If you feel you are a risk to your new boyfriend you are bubbling with, then your options are:

  1. Don’t see him
  2. See him but both be aware you could give him COVID.
  3. Pay for private tests but be aware you are wasting your money (with any type of test). You incubate it for up to ten days before becoming positive, so a negative on Thursday doesn’t mean you won’t be positive by Saturday.
  4. shield for 10 days then see him

You didn’t say, is your DP shielding on his own? If he’s going out to work himself, out to do his shopping, or lives with anyone else going out, all of the above is pointless as he’s putting himself at risk anyway.

Maverickess · 14/01/2021 16:35

@vodkaredbullgirl

I get tested weekly but that's because I work in a care home.
Yeah me too, because there's no choice about getting close to vulnerable people because they need care. Why do you think you are such a special case when so many elderly people at home or in care homes (and so many more in wider society) have been isolated from their families to protect them? It's been deemed not essential enough to provide tests for family members to see their relatives unless it's end of life. Every day it takes for my test to come back is a day I might be at work passing this virus on, and every test that goes through the system is delaying that result.

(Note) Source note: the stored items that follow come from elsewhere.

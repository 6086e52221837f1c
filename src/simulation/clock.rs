//! Simulation clock: maps wall-clock frames to simulation time steps
//!
//! Decouples `dt_per_s` (user-controlled simulated-seconds-per-real-second)
//! from the measured frame rate, with a floor so low frame rates do not feed
//! oversized steps to the integrator.

/// Frame rates below this floor are clamped before computing the per-frame
/// step, bounding `|dt|` at low refresh rates.
pub const FRAME_RATE_FLOOR: f64 = 30.0;

/// Base increment of the rate ramp, simulated seconds per control-second.
const RATE_RAMP_STEP: f64 = 1000.0;
/// Proportional part of the ramp; makes the rate grow exponentially the
/// longer the control is held.
const RATE_RAMP_GROWTH: f64 = 0.001;
/// Reference cadence for the ramp. The continuous ramp integrates the
/// per-tick increment at this fixed rate, so one held second changes the
/// rate by the same amount regardless of display refresh rate.
const RATE_RAMP_HZ: f64 = 60.0;

#[derive(Debug, Clone)]
pub struct SimulationClock {
    dt_per_s: f64, // simulated seconds advanced per real second; sign = direction of time
    dt: f64, // simulated seconds advanced this rendered frame, derived
}

impl SimulationClock {
    /// Default rate: one simulated day per real second.
    pub fn new() -> Self {
        Self {
            dt_per_s: 86_400.0,
            dt: 0.0,
        }
    }

    /// Compute and record the step size for one rendered frame:
    /// `dt = dt_per_s / max(measured_frame_rate, FRAME_RATE_FLOOR)`.
    pub fn advance(&mut self, measured_frame_rate: f64) -> f64 {
        let effective_rate = measured_frame_rate.max(FRAME_RATE_FLOOR);
        self.dt = self.dt_per_s / effective_rate;
        self.dt
    }

    /// Step size computed by the last [`advance`](Self::advance) call.
    pub fn dt(&self) -> f64 {
        self.dt
    }

    pub fn dt_per_s(&self) -> f64 {
        self.dt_per_s
    }

    /// Any signed value is accepted; unbounded rates are valid and
    /// intentional (fast-forwarding years in seconds).
    pub fn set_rate(&mut self, dt_per_s: f64) {
        self.dt_per_s = dt_per_s;
    }

    /// Ramp the rate continuously while a speed control is held.
    ///
    /// `direction` is +1.0 / -1.0 (values in between scale the ramp),
    /// `real_dt` is the wall-clock seconds the control was held since the
    /// last call. The increment grows with the current magnitude, so the
    /// rate accelerates the longer the control is held.
    pub fn ramp(&mut self, direction: f64, real_dt: f64) {
        let per_tick = RATE_RAMP_STEP + self.dt_per_s * RATE_RAMP_GROWTH;
        self.dt_per_s += direction * per_tick * RATE_RAMP_HZ * real_dt;
    }

    /// Simulated seconds actually advanced per real second once the frame
    /// rate floor is applied. Differs from `dt_per_s` only below the floor;
    /// the UI shows this value so the readout matches what the user sees.
    pub fn effective_dt_per_s(&self, measured_frame_rate: f64) -> f64 {
        if measured_frame_rate < FRAME_RATE_FLOOR {
            self.dt_per_s / FRAME_RATE_FLOOR * measured_frame_rate
        } else {
            self.dt_per_s
        }
    }
}

impl Default for SimulationClock {
    fn default() -> Self {
        Self::new()
    }
}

You've either been living under a rock for the best part of a year or you're staggeringly selfish and so is your partner.

AKissAndASmile · 14/01/2021 16:38

Aside from the dubious moral side: lying, wasting NHS resources etc, you're breaking the law mixing households regardless of the negative results.

FourTeaFallOut · 14/01/2021 16:38

Yes, YABU, give your head a wobble.

Timeforredwine · 14/01/2021 16:38

VERY SORRY I read wrong, didnt realise she was lying about symptoms and that is ABSOLUTELY UNACCEPTABLE, COMPLETELY BIZZARE as you can get tested without symptoms. Although tbh apart from a positive result I think if you get negative it only is talking about the time you had the test not the 24 hrs before you get result or day of result and as we are only supposed to bubble with same people cant see why you NEED to go and have one BUT upto individual and their situation for whatever reason.